— INFORMATION SHOWN —
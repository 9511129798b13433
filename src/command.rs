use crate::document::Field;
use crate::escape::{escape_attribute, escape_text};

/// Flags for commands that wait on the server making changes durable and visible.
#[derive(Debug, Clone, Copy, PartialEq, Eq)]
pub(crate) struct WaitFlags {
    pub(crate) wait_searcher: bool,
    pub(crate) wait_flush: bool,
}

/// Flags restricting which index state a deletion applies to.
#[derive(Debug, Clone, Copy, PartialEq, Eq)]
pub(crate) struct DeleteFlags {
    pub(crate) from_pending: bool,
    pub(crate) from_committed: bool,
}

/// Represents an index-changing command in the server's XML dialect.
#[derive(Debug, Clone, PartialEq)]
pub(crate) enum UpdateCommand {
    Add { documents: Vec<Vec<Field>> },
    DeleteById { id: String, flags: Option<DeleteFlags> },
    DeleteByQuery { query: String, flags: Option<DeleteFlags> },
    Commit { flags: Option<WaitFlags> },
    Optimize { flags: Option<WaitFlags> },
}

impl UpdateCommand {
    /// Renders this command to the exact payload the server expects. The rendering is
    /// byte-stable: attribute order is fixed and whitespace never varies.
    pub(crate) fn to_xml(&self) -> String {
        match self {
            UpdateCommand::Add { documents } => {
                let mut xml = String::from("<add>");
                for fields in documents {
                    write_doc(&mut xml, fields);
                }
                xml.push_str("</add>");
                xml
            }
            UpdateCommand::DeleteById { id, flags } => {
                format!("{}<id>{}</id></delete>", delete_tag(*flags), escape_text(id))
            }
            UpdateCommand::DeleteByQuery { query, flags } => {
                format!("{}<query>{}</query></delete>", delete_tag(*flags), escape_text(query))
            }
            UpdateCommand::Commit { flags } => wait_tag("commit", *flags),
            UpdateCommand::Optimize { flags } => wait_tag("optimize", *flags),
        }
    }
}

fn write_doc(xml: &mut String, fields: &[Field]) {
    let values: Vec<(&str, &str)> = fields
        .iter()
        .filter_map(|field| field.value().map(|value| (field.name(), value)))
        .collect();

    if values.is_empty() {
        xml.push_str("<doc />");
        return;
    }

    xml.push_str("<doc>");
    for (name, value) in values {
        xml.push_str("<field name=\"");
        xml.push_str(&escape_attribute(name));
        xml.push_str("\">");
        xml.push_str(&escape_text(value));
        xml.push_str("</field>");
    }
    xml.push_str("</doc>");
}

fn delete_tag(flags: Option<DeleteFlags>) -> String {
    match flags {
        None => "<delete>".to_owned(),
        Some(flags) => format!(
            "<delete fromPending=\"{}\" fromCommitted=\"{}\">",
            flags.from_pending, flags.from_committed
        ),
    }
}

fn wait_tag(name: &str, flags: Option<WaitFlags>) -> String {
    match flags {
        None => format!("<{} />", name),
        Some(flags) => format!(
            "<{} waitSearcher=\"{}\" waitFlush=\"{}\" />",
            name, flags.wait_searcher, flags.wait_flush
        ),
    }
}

--

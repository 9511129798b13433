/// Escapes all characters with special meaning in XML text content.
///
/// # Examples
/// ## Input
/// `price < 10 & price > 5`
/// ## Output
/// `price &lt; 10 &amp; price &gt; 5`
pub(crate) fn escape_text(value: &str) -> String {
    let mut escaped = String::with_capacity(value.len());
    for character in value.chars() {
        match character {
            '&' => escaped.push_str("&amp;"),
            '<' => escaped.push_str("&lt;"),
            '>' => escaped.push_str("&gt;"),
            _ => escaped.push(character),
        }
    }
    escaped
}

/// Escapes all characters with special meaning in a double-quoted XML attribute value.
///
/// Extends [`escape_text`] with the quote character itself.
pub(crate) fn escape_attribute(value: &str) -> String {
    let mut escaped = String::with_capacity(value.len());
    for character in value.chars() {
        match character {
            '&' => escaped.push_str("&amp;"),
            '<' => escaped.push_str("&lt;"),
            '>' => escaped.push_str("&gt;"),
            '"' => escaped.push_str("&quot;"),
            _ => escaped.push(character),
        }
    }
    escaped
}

---

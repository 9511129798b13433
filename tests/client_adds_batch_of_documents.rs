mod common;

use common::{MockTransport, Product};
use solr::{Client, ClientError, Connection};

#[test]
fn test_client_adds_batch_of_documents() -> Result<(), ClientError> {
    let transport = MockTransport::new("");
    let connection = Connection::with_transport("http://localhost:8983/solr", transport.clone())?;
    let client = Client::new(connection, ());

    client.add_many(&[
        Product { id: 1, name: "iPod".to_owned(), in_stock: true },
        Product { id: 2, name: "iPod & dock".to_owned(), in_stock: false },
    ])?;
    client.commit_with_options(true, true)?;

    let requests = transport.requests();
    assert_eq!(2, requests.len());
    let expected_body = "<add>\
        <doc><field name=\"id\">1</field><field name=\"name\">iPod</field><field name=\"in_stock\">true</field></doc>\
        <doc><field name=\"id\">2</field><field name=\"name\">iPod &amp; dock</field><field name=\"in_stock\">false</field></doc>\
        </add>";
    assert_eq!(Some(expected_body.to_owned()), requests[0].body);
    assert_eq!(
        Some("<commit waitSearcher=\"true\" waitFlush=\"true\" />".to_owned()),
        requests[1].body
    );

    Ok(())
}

— TASK INSTRUCTIONS —
Output only an exact transcription of the lines above from the one with "deletion applies to." up to and including the one with "The rendering is".

— SOLUTION TO THE PROBLEM —
/// Flags restricting which index state a deletion applies to.
#[derive(Debug, Clone, Copy, PartialEq, Eq)]
pub(crate) struct DeleteFlags {
    pub(crate) from_pending: bool,
    pub(crate) from_committed: bool,
}

/// Represents an index-changing command in the server's XML dialect.
#[derive(Debug, Clone, PartialEq)]
pub(crate) enum UpdateCommand {
    Add { documents: Vec<Vec<Field>> },
    DeleteById { id: String, flags: Option<DeleteFlags> },
    DeleteByQuery { query: String, flags: Option<DeleteFlags> },
    Commit { flags: Option<WaitFlags> },
    Optimize { flags: Option<WaitFlags> },
}

impl UpdateCommand {
    /// Renders this command to the exact payload the server expects. The rendering is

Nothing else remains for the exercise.